Coral Predators

SCTLD antibiotic paste application. Photo © Nova Southeastern University

Coral predators are a natural part of a healthy coral reef ecosystem. However, excessive densities of some corallivores, such as crown-of-thorns starfish (COTS) (Acanthaster planci) and coral-eating snails (mainly Drupella spp. and Coralliophila spp.) result in dramatic and widespread declines in coral cover.

A range of techniques is available for removing or preventing the spread of corallivores, but these techniques are generally only feasible for local scale controls. For this reason, control of coral predators is normally only attempted at smaller scales (a few hectares or less), such as around high-value tourism sites.

Crown-of-Thorns Starfish (COTS)

Because excess nutrients are major drivers of COTS outbreaks, ref the most important long-term strategy for reducing the risk of COTS outbreaks is likely to be reducing land-based sources of nutrients through improved watershed management.

Injection of a COTS. Photo © Shaun Wolfe/The Ocean Agency

Injection of a COTS on snorkel. Photo © Shaun Wolfe/The Ocean Agency

However, the devastating ecological and economic outcomes of COTS outbreaks have motivated managers and the tourism sector to develop culling techniques. Injecting COTS with common household vinegar is now considered the most accessible and efficient method to cull the starfish. ref Mechanical methods for controlling COTS are expensive and labor intensive, thus may only be justified in small reefs that have high socioeconomic or biological significance, such as important spawning sites, tourist areas, or areas with extremely high biodiversity. ref

Corallivorous Snails

Despite their small size, corallivorous snails can cause serious damage to coral reefs when they reach large densities. Control of outbreaks of snails, like Drupella and Coralliophila, has proven challenging, even over small scales, because of the snails’ life history, behavior, and ecological interactions with corals.

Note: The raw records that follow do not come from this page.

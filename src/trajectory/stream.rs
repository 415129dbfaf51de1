//! JSON messages exchanged with a trajectory service.
//!
//! The service answers each [`TrajectoryRequest`] with a batch of frames in
//! kilometres; some deployments instead push one live sample at a time.
//! Both shapes decode into a [`StreamMessage`]. A batch replaces the
//! trajectory being flown and live samples extend it ([`StreamUpdate`]).

use bevy::math::DVec3;
use serde::{Deserialize, Serialize};

use super::{SampledTrajectory, TrajectoryError, TrajectorySample};
use crate::types::KM_TO_METERS;

/// Initial geocentric position the service propagates from by default.
pub const DEFAULT_REQUEST_R_KM: [f64; 3] = [7000.0, -2000.0, 1200.0];
/// Initial geocentric velocity the service propagates from by default.
pub const DEFAULT_REQUEST_V_KM_S: [f64; 3] = [-6.5, -2.0, -1.0];
pub const DEFAULT_REQUEST_DIAMETER_M: f64 = 40.0;

/// One propagated frame of a batch.
#[derive(Clone, Copy, Debug, PartialEq, Serialize, Deserialize)]
pub struct StreamFrame {
    pub pos_km: [f64; 3],
    pub vel_km_s: [f64; 3],
    pub time_s: f64,
}

/// The only reference frame positions are accepted in.
pub const GEOCENTRIC_FRAME: &str = "geocentric";

/// A single state pushed by a live feed, one per message.
#[derive(Clone, Debug, PartialEq, Serialize, Deserialize)]
pub struct LiveSample {
    pub t_s: f64,
    pub x_km: f64,
    pub y_km: f64,
    pub z_km: f64,
    #[serde(default, skip_serializing_if = "Option::is_none")]
    pub vx_km_s: Option<f64>,
    #[serde(default, skip_serializing_if = "Option::is_none")]
    pub vy_km_s: Option<f64>,
    #[serde(default, skip_serializing_if = "Option::is_none")]
    pub vz_km_s: Option<f64>,
    pub speed_km_s: f64,
    #[serde(default, skip_serializing_if = "Option::is_none")]
    pub altitude_km: Option<f64>,
    pub frame: String,
}

impl LiveSample {
    /// Convert to metres, rejecting positions that are not geocentric.
    pub fn to_sample(&self) -> Result<TrajectorySample, TrajectoryError> {
        if self.frame != GEOCENTRIC_FRAME {
            return Err(TrajectoryError::UnsupportedFrame(self.frame.clone()));
        }
        let sample = TrajectorySample::new(self.t_s, km_to_m([self.x_km, self.y_km, self.z_km]));
        Ok(match (self.vx_km_s, self.vy_km_s, self.vz_km_s) {
            (Some(vx), Some(vy), Some(vz)) => sample.with_velocity(km_to_m([vx, vy, vz])),
            _ => sample,
        })
    }
}

/// What a decoded message does to the trajectory being flown.
#[derive(Clone, Debug, PartialEq)]
pub enum StreamUpdate {
    /// Fly this trajectory from its start.
    Replace(SampledTrajectory),
    /// Continue the current trajectory with these samples, oldest first.
    /// If they do not come after it, they start a new one.
    Append(Vec<TrajectorySample>),
}

#[derive(Clone, Debug, PartialEq, Serialize, Deserialize)]
#[serde(untagged)]
pub enum StreamMessage {
    Batch { frames: Vec<StreamFrame> },
    Live(LiveSample),
}

impl StreamMessage {
    /// Convert to a validated trajectory in metres and metres per second.
    pub fn into_trajectory(self) -> Result<SampledTrajectory, TrajectoryError> {
        let samples = match self {
            StreamMessage::Batch { frames } => frames
                .into_iter()
                .map(|f| {
                    TrajectorySample::new(f.time_s, km_to_m(f.pos_km))
                        .with_velocity(km_to_m(f.vel_km_s))
                })
                .collect(),
            StreamMessage::Live(s) => vec![s.to_sample()?],
        };
        SampledTrajectory::new(samples)
    }

    /// A batch replaces the trajectory; a live sample appends to it.
    pub fn into_update(self) -> Result<StreamUpdate, TrajectoryError> {
        match self {
            StreamMessage::Live(s) => Ok(StreamUpdate::Append(vec![s.to_sample()?])),
            batch => Ok(StreamUpdate::Replace(batch.into_trajectory()?)),
        }
    }
}

fn km_to_m(v: [f64; 3]) -> DVec3 {
    DVec3::from_array(v) * KM_TO_METERS
}

pub fn decode(text: &str) -> Result<StreamMessage, TrajectoryError> {
    Ok(serde_json::from_str(text)?)
}

/// Decode and validate in one step.
pub fn decode_trajectory(text: &str) -> Result<SampledTrajectory, TrajectoryError> {
    decode(text)?.into_trajectory()
}

/// Initial state sent to the service. Missing fields fall back to the
/// service defaults.
#[derive(Clone, Debug, PartialEq, Serialize, Deserialize)]
#[serde(default)]
pub struct TrajectoryRequest {
    pub r_km: [f64; 3],
    pub v_km_s: [f64; 3],
    pub diameter_m: f64,
}

impl Default for TrajectoryRequest {
    fn default() -> Self {
        Self {
            r_km: DEFAULT_REQUEST_R_KM,
            v_km_s: DEFAULT_REQUEST_V_KM_S,
            diameter_m: DEFAULT_REQUEST_DIAMETER_M,
        }
    }
}

impl TrajectoryRequest {
    pub fn to_json(&self) -> Result<String, TrajectoryError> {
        Ok(serde_json::to_string(self)?)
    }
}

Drupella tend to prefer branching corals with complex three-dimensional structures, where they cluster around branch bases. Hiding deep within colonies makes them difficult to detect and access. Some tourism operators on the Great Barrier Reef have had success using long tweezers and flexible claw pickup tools to remove snails one by one. This can be very time-consuming, and it is difficult to be certain that all animals are removed from any one coral colony. Experiences to date from Australia suggest that snail removal can be effective at reducing tissue loss or mortality of target coral colonies ref but is unlikely to be effective as a method for controlling predator populations. In Florida, manual removals of Coralliophila snails is part of the Recovery Plan for elkhorn (Acropora palmata) and staghorn corals (Acropora cervicornis), however proper guidelines for removal are still under development. ref

Drupella snails Thailand Chad Scott Conservation Diver

Drupella snails on a colony of A. millepora in Thailand. Photo © Chad Scott/Conservation Diver

Marine Protected Areas and Coral Predators

Marine protected areas have been shown to mitigate the abundance of coral predators on coral reefs by increasing the protection of predators that feed on and control corallivores. This has been shown for COTS, ref Drupella snails, ref and Coralliophila snails, ref and highlights the role of both reactive (removal) and proactive (marine area protection) management strategies in controlling the threat of overabundant corallivores for coral reefs.